Warga yang menolak biasanya yang sudah menempati lahan itu relatif lama dan telah menaruh asetnya. Apalagi asetnya itu dibangun dengan uang tidak sedikit. Amat wajar jika setiap upaya pembebasan lahan kerap terjadi perlawanan warga dan tentu saja membangkitkan semangat aktivis untuk mengadvokasi.



Seperti pembebasan lahan milik Pemkot Bandar Lampung di Pasar Griya Sukarame, Bandar Lampung. Eksekusi itu juga mendapatkan perlawanan dari sebagian warga dibantu aktivis. Dalam aksi Pemkot itu membuat belasan warga dilarikan ke Puskesmas Sukarame, pascabentrok dengan Satuan Polisi Pamong Praja yang dibantu personel kepolisian.

Ratusan personel Pol PP mengawal penggusuran itu dan diamankan personel Polri. Mereka membawa alat berat ekskavator, untuk meratakan bangunan milik warga. Walaupun penggusuran tersebut berhasil dengan meratakan lahan dari bangunan yang dinilai Pemkot liar, tidak urung empat orang pingsan.

Sebenarnya Pemkot sendiri melalui Wali Kota Herman HN telah menawarkan atau menyediakan tempat penampungan bagi warga yang tergusur. Pilihannya adalah rumah susun sederhana sewa (rusunawa) bagi warga yang memang tidak mempunyai tempat tinggal. Namun, untuk warga yang sebenarnya memiliki rumah, ya dipersilakan menempati rumahnya pribadi.

Di sisi warga, mereka mulai berputus asa.
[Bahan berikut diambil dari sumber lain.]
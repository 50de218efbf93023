//! Top-down traversal of a bundle that stops at tracked directories.
use std::ffi::OsString;
use std::path::{Path, PathBuf};

use walkdir::WalkDir;

use super::ignore::IgnoreSet;
use crate::error::{HomefilesError, Result};
use crate::paths;
use crate::tracking::TrackingResolver;

/// One untracked directory of a bundle and its immediate children.
#[derive(Debug, Clone, PartialEq, Eq)]
pub struct WalkedDir {
    /// Absolute path of the directory.
    pub path: PathBuf,
    /// Names of immediate subdirectories, sorted.
    pub subdirs: Vec<OsString>,
    /// Names of immediate non-directory entries (symlinks included), sorted.
    pub files: Vec<OsString>,
    /// Path of the directory relative to the bundle root; empty for the root.
    pub relative: PathBuf,
}

/// Lazily walk `bundle_root`.
///
/// A missing bundle yields nothing.  Tracked directories are neither
/// yielded nor descended into; their parent lists them as a subdirectory so
/// the caller can link them as a unit.  Ignored names are dropped at every
/// level.
pub fn walk<'a>(
    bundle_root: &'a Path,
    resolver: &'a TrackingResolver,
    ignore: &'a IgnoreSet,
) -> impl Iterator<Item = Result<WalkedDir>> + 'a {
    let entries = bundle_root.is_dir().then(|| {
        WalkDir::new(bundle_root)
            .follow_links(false)
            .sort_by_file_name()
            .into_iter()
            .filter_entry(move |entry| {
                entry.file_type().is_dir()
                    && (entry.depth() == 0 || !ignore.is_ignored(entry.file_name()))
                    && !resolver.is_tracked(entry.path())
            })
    });

    entries.into_iter().flatten().map(move |entry| {
        let entry = entry?;
        list_dir(bundle_root, entry.path(), ignore)
    })
}

fn list_dir(bundle_root: &Path, dir: &Path, ignore: &IgnoreSet) -> Result<WalkedDir> {
    let read_err = |e: std::io::Error| HomefilesError::io(format!("listing {}", dir.display()), e);

    let mut subdirs = Vec::new();
    let mut files = Vec::new();
    for entry in std::fs::read_dir(dir).map_err(read_err)? {
        let entry = entry.map_err(read_err)?;
        let name = entry.file_name();
        if ignore.is_ignored(&name) {
            continue;
        }
        if entry.file_type().map_err(read_err)?.is_dir() {
            subdirs.push(name);
        } else {
            files.push(name);
        }
    }
    subdirs.sort();
    files.sort();

    Ok(WalkedDir {
        path: dir.to_path_buf(),
        subdirs,
        files,
        relative: paths::relative(bundle_root, dir),
    })
}
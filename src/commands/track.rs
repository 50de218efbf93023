//! Commands: track and untrack paths.
use anyhow::Result;

use crate::cli::{TrackOpts, UntrackOpts};
use crate::logging::Logger;

use super::CommandSetup;

/// Move a path into a bundle and link it back.
///
/// # Errors
///
/// Returns an error if the path is outside the root tree, missing, or the
/// move or commit failed.
pub fn track(opts: &TrackOpts, setup: &CommandSetup, log: &Logger) -> Result<()> {
    let stored = setup.engine.track(&opts.path, opts.bundle.as_deref())?;
    log.info(&format!("tracked as {}", stored.display()));
    Ok(())
}

/// Restore a tracked path from the repository.
///
/// # Errors
///
/// Returns an error if the path is not a managed symlink or the restore or
/// commit failed.
pub fn untrack(opts: &UntrackOpts, setup: &CommandSetup, log: &Logger) -> Result<()> {
    let removed = setup.engine.untrack(&opts.path)?;
    log.info(&format!("restored from {}", removed.display()));
    Ok(())
}
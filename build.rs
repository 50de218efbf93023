//! Build script embedding version information.

use std::process::Command;

fn main() {
    // Prefer HOMEFILES_VERSION env var if set (e.g., by a release workflow),
    // otherwise fall back to git describe for local development builds.
    if let Ok(version) = std::env::var("HOMEFILES_VERSION") {
        println!("cargo:rustc-env=HOMEFILES_VERSION={version}");
    } else if let Ok(output) = Command::new("git")
        .args(["describe", "--tags", "--always", "--dirty"])
        .output()
        && output.status.success()
    {
        let version = String::from_utf8_lossy(&output.stdout).trim().to_string();
        println!("cargo:rustc-env=HOMEFILES_VERSION={version}");
    }

    println!("cargo:rerun-if-changed=.git/HEAD");
    println!("cargo:rerun-if-changed=.git/refs/");
    println!("cargo:rerun-if-env-changed=HOMEFILES_VERSION");
}
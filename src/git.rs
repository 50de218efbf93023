//! Version-control collaborator.
//!
//! The engine only talks to version control through [`VersionControl`];
//! [`GitRepo`] implements it by running the `git` executable.
use std::path::{Path, PathBuf};
use std::sync::Arc;

use crate::error::GitError;
use crate::exec::{ExecResult, Executor, SystemExecutor};
use crate::logging::Log;

/// Branch exchanged with `origin` during sync.
pub const SYNC_BRANCH: &str = "master";

/// Which git configuration file a key is read from or written to.
#[derive(Debug, Clone, Copy, PartialEq, Eq)]
pub enum ConfigScope {
    /// The repository's own `.git/config`.
    Local,
    /// The user's global configuration.
    Global,
}

impl ConfigScope {
    const fn flag(self) -> &'static str {
        match self {
            Self::Local => "--local",
            Self::Global => "--global",
        }
    }
}

/// Operations the engine needs from version control.
#[cfg_attr(test, mockall::automock)]
pub trait VersionControl {
    /// Stage `path`.
    ///
    /// # Errors
    ///
    /// Returns an error if git fails.
    fn add(&self, path: &Path) -> Result<(), GitError>;

    /// Remove `path` (recursively) from the index.
    ///
    /// # Errors
    ///
    /// Returns an error if git fails.
    fn remove(&self, path: &Path) -> Result<(), GitError>;

    /// Commit staged changes, or every tracked change when `all` is set.
    ///
    /// # Errors
    ///
    /// Returns an error if git fails.
    fn commit(&self, message: &str, all: bool) -> Result<(), GitError>;

    /// Whether the working tree differs from `HEAD`.
    ///
    /// # Errors
    ///
    /// Returns an error if git fails.
    fn has_uncommitted_changes(&self) -> Result<bool, GitError>;

    /// Pull [`SYNC_BRANCH`] from `origin`.
    ///
    /// # Errors
    ///
    /// Returns an error if git fails.
    fn pull_origin(&self) -> Result<(), GitError>;

    /// Push [`SYNC_BRANCH`] to `origin`.
    ///
    /// # Errors
    ///
    /// Returns an error if git fails.
    fn push_origin(&self) -> Result<(), GitError>;

    /// Names of configured remotes, one per line.
    ///
    /// # Errors
    ///
    /// Returns an error if git fails.
    fn remote_list(&self) -> Result<String, GitError>;

    /// Register a remote.
    ///
    /// # Errors
    ///
    /// Returns an error if git fails.
    fn add_remote(&self, name: &str, url: &str) -> Result<(), GitError>;

    /// Clone `url` inside the directory `into` and return the name of the
    /// directory that was created there.
    ///
    /// # Errors
    ///
    /// Returns [`GitError::NotAuthorizedToClone`],
    /// [`GitError::RepoAlreadyExists`] or another git failure.
    fn clone_repository(&self, url: &str, into: &Path) -> Result<String, GitError>;

    /// Initialise an empty repository at the repository path.
    ///
    /// # Errors
    ///
    /// Returns an error if git fails.
    fn init_repository(&self) -> Result<(), GitError>;

    /// Read `key`, or `None` if it is unset.
    ///
    /// # Errors
    ///
    /// Returns an error if git fails for another reason.
    fn read_config(&self, key: &str, scope: ConfigScope) -> Result<Option<String>, GitError>;

    /// Set `key` to `value`.
    ///
    /// # Errors
    ///
    /// Returns an error if git fails.
    fn write_config(&self, key: &str, value: &str, scope: ConfigScope) -> Result<(), GitError>;
}

/// [`VersionControl`] backed by the `git` executable.
///
/// In dry-run mode every command is logged instead of run, and queries return
/// empty results.
#[derive(Debug)]
pub struct GitRepo {
    path: PathBuf,
    executor: Arc<dyn Executor>,
    dry_run: bool,
    log: Arc<dyn Log>,
}

impl GitRepo {
    /// Repository at `path` using the system `git`.
    #[must_use]
    pub fn new(path: impl Into<PathBuf>, dry_run: bool, log: Arc<dyn Log>) -> Self {
        Self::with_executor(path, Arc::new(SystemExecutor), dry_run, log)
    }

    /// Repository at `path` using a custom [`Executor`].
    #[must_use]
    pub fn with_executor(
        path: impl Into<PathBuf>,
        executor: Arc<dyn Executor>,
        dry_run: bool,
        log: Arc<dyn Log>,
    ) -> Self {
        Self {
            path: path.into(),
            executor,
            dry_run,
            log,
        }
    }

    /// Spawn git in `dir`, returning output whatever the exit status.
    fn spawn(&self, dir: &Path, args: &[&str]) -> Result<ExecResult, GitError> {
        self.log.debug(&format!("git {}", args.join(" ")));
        self.executor
            .run_in_unchecked(dir, "git", args)
            .map_err(|e| {
                if self.executor.which("git") {
                    GitError::Spawn(format!("{e:#}"))
                } else {
                    GitError::ExecutableNotFound
                }
            })
    }

    /// Run git in the repository, or log it in dry-run mode (`None`).
    fn run(&self, args: &[&str]) -> Result<Option<ExecResult>, GitError> {
        if self.dry_run {
            self.log.dry_run(&format!("would run: git {}", args.join(" ")));
            return Ok(None);
        }
        let result = self.spawn(&self.path, args)?;
        if result.success {
            Ok(Some(result))
        } else {
            Err(process_failed(args, result))
        }
    }
}

fn process_failed(args: &[&str], result: ExecResult) -> GitError {
    GitError::ProcessFailed {
        args: args.join(" "),
        code: result.code.unwrap_or(-1),
        stdout: result.stdout.trim().to_string(),
        stderr: result.stderr.trim().to_string(),
    }
}

/// Directory name `git clone <url>` creates: the last URL segment without a
/// trailing `.git`.
#[must_use]
pub fn clone_dir_name(url: &str) -> String {
    let trimmed = url.trim_end_matches('/');
    let last = trimmed
        .rsplit(['/', ':'])
        .next()
        .unwrap_or(trimmed);
    last.strip_suffix(".git").unwrap_or(last).to_string()
}

impl VersionControl for GitRepo {
    fn add(&self, path: &Path) -> Result<(), GitError> {
        self.log
            .info(&format!("adding '{}' to git", path.display()));
        self.run(&["add", &path.to_string_lossy()])?;
        Ok(())
    }

    fn remove(&self, path: &Path) -> Result<(), GitError> {
        self.log
            .info(&format!("removing '{}' from git", path.display()));
        self.run(&["rm", "-r", "-q", &path.to_string_lossy()])?;
        Ok(())
    }

    fn commit(&self, message: &str, all: bool) -> Result<(), GitError> {
        self.log.info("committing to git");
        let mut args = vec!["commit"];
        if all {
            args.push("-a");
        }
        args.extend(["-m", message]);
        self.run(&args)?;
        Ok(())
    }

    fn has_uncommitted_changes(&self) -> Result<bool, GitError> {
        Ok(self
            .run(&["diff-index", "HEAD"])?
            .is_some_and(|r| !r.stdout.trim().is_empty()))
    }

    fn pull_origin(&self) -> Result<(), GitError> {
        self.log.info("pulling origin");
        self.run(&["pull", "origin", SYNC_BRANCH])?;
        Ok(())
    }

    fn push_origin(&self) -> Result<(), GitError> {
        self.log.info("pushing origin");
        self.run(&["push", "origin", SYNC_BRANCH])?;
        Ok(())
    }

    fn remote_list(&self) -> Result<String, GitError> {
        Ok(self
            .run(&["remote"])?
            .map(|r| r.stdout)
            .unwrap_or_default())
    }

    fn add_remote(&self, name: &str, url: &str) -> Result<(), GitError> {
        self.log.info(&format!("adding remote {name} -> {url}"));
        self.run(&["remote", "add", name, url])?;
        Ok(())
    }

    fn clone_repository(&self, url: &str, into: &Path) -> Result<String, GitError> {
        self.log.info(&format!("cloning '{url}'"));
        let name = clone_dir_name(url);
        let args = ["clone", url];
        if self.dry_run {
            self.log.dry_run(&format!("would run: git {}", args.join(" ")));
            return Ok(name);
        }

        let result = self.spawn(into, &args)?;
        if result.success {
            return Ok(name);
        }
        if result.stderr.contains("Permission denied (publickey)") {
            Err(GitError::NotAuthorizedToClone)
        } else if result
            .stderr
            .contains("already exists and is not an empty directory")
        {
            Err(GitError::RepoAlreadyExists)
        } else {
            Err(process_failed(&args, result))
        }
    }

    fn init_repository(&self) -> Result<(), GitError> {
        self.log
            .info(&format!("initializing repo at '{}'", self.path.display()));
        self.run(&["init", "-q", "."])?;
        Ok(())
    }

    fn read_config(&self, key: &str, scope: ConfigScope) -> Result<Option<String>, GitError> {
        let args = ["config", scope.flag(), "--get", key];
        if self.dry_run {
            self.log.dry_run(&format!("would run: git {}", args.join(" ")));
            return Ok(None);
        }

        let result = self.spawn(&self.path, &args)?;
        match result.code {
            Some(0) => {
                let value = result.stdout.trim();
                Ok((!value.is_empty()).then(|| value.to_string()))
            }
            // Key not set.
            Some(1) => Ok(None),
            _ => Err(process_failed(&args, result)),
        }
    }

    fn write_config(&self, key: &str, value: &str, scope: ConfigScope) -> Result<(), GitError> {
        self.log.debug(&format!("configuring {key} in git"));
        self.run(&["config", scope.flag(), key, value])?;
        Ok(())
    }
}
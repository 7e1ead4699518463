pub mod get;
pub mod graph;
pub mod init;
pub mod search;
pub mod show;
pub mod update;

use debar::core::{DebarError, DebarResult};
use std::env;
use std::path::PathBuf;

/// Work directory from `--dir`, or the current directory
pub fn work_dir(dir: Option<PathBuf>) -> DebarResult<PathBuf> {
    match dir {
        Some(dir) => Ok(dir),
        None => env::current_dir()
            .map_err(|e| DebarError::Path(format!("Failed to get current directory: {}", e))),
    }
}
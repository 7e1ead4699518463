//! Binary package index
//!
//! `.debar/index` is a headerless sequence of fixed-width records, one per
//! stanza of every component's `Packages` file, in component-configuration
//! order. Lookups scan it linearly and stop at the first match, so the
//! component listed first in config.yaml wins when a name appears twice.

pub mod builder;
pub mod lookup;
pub mod reader;
pub mod record;

pub use builder::{index_component, IndexBuilder, RebuildSummary};
pub use lookup::IndexLookup;
pub use reader::IndexReader;
pub use record::IndexRecord;
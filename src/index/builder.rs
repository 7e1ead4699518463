use super::record::IndexRecord;
use crate::core::path::{
    component_archive_file, component_packages_file, ensure_dir, index_file, metadata_dir,
};
use crate::core::{DebarError, DebarResult};
use crate::di::ServiceContainer;
use std::fs::{self, File};
use std::io::{BufRead, BufReader, Write};
use std::path::PathBuf;
use tracing::info;

/// Line prefix that starts a stanza in a `Packages` file.
const PACKAGE_MARKER: &[u8] = b"Package: ";

/// Packages indexed per component by one rebuild
#[derive(Debug, Clone, Default, PartialEq, Eq)]
pub struct RebuildSummary {
    pub components: Vec<(String, usize)>,
}

impl RebuildSummary {
    pub fn total_packages(&self) -> usize {
        self.components.iter().map(|(_, count)| count).sum()
    }
}

/// Downloads every component's `Packages.gz` and rewrites the index
pub struct IndexBuilder {
    root: PathBuf,
    services: ServiceContainer,
}

impl IndexBuilder {
    pub fn new(root: PathBuf, services: ServiceContainer) -> Self {
        Self { root, services }
    }

    /// Rebuild `.debar/index` from scratch
    ///
    /// The index is truncated first. Components are processed in configured
    /// order and each one's records are written only once the component is
    /// complete. On failure the rebuild stops; records of the components
    /// finished before it stay in the index, so a failed rebuild must be
    /// retried in full.
    pub async fn rebuild(&self) -> DebarResult<RebuildSummary> {
        ensure_dir(&metadata_dir(&self.root))?;
        let index_path = index_file(&self.root);
        let mut index = File::create(&index_path)?;
        let mut summary = RebuildSummary::default();

        for component in self.services.config().components() {
            let records = self.rebuild_component(component).await.map_err(|e| {
                DebarError::Rebuild {
                    component: component.clone(),
                    source: Box::new(e),
                }
            })?;

            index.write_all(&records.bytes)?;
            index.flush()?;
            info!(component = %component, packages = records.count, "indexed component");
            summary.components.push((component.clone(), records.count));
        }

        index.sync_all()?;
        Ok(summary)
    }

    async fn rebuild_component(&self, component: &str) -> DebarResult<ComponentRecords> {
        let config = self.services.config();
        let url = config.component_index_url(component);
        let archive = component_archive_file(&self.root, component);

        info!(component, url = %url, "downloading Packages.gz");
        self.services.retriever().fetch(&url, &archive).await?;

        let unpacked = self.services.decompressor().decompress(&archive)?;
        let packages_path = component_packages_file(&self.root, component);
        if unpacked != packages_path {
            fs::rename(&unpacked, &packages_path)?;
        }

        let file = File::open(&packages_path).map_err(|e| {
            DebarError::metadata(component, format!("{}: {}", packages_path.display(), e))
        })?;

        let mut records = ComponentRecords::default();
        records.count = index_component(component, BufReader::new(file), &mut records.bytes)?;
        Ok(records)
    }
}

#[derive(Default)]
struct ComponentRecords {
    bytes: Vec<u8>,
    count: usize,
}

/// Append one record per stanza of a `Packages` text to `writer`
///
/// Each record points at the byte offset where the stanza's `Package:`
/// line begins. Returns the number of records written.
pub fn index_component<R: BufRead, W: Write>(
    component: &str,
    mut reader: R,
    writer: &mut W,
) -> DebarResult<usize> {
    let mut offset: u64 = 0;
    let mut count = 0;
    let mut line = Vec::new();

    loop {
        line.clear();
        let read = reader.read_until(b'\n', &mut line)?;
        if read == 0 {
            break;
        }

        if let Some(rest) = line.strip_prefix(PACKAGE_MARKER) {
            let name = String::from_utf8_lossy(rest);
            let name = name.trim();
            if !name.is_empty() {
                let position = i64::try_from(offset).map_err(|_| {
                    DebarError::metadata(component, "Packages file too large to index")
                })?;
                let record = IndexRecord::new(name, component, position)?;
                writer.write_all(&record.encode()?)?;
                count += 1;
            }
        }

        offset += read as u64;
    }

    Ok(count)
}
Sebab, wakil rakyat yakni anggota DPRD Kota Bandar Lampung tidak bisa lagi diharapkan membantu mereka. Menurut warga, saat dengar pendapat dengan legislatif itu, justru pimpinan Dewan malah mengatakan pemerintah tidak bisa dilawan. Alasannya pemerintah karena punya legal standing.

Namun, apakah dengan legal standing itu, warga yang terpaksa harus tergusur di sana harus kehilangan aset bahkan tempat tinggalnya tanpa ada ganti kerugian. Apalagi keberadaan mereka di sana pun tidak terjadi serta-merta saat akan dilakukan penggusuran. Warga mengaku telah menempati lahan yang semula sebagai tempat penampungan sementara Pasar Sukarame yang sedang dibangun.

Jika pun mereka dinilai salah karena menempati lahan bukan miliknya tanpa hak, mengapa tidak sejak awal mereka mulai tinggal di sana langsung dilarang. Sebab, dengan dibiarkan adanya warga tinggal di lahan pemerintah, tentu mereka beranggapan keberadaan mereka memang legal dan mendapat toleransi pemerintah.

Pemerintah juga harus introspeksi dalam menjalankan kebijakan. Jangan sampai ada korban dari kelalaian dalam menjalankan kebijakan itu, justru tidak dimanusiakan. Sebab, mereka juga seorang warga negara yang mempunyai hak hidup dan menetap di wilayah seluruh Indonesia. Jaminan itu diamanatkan oleh konstitusi bangsa Undang-Undang Dasar 1945.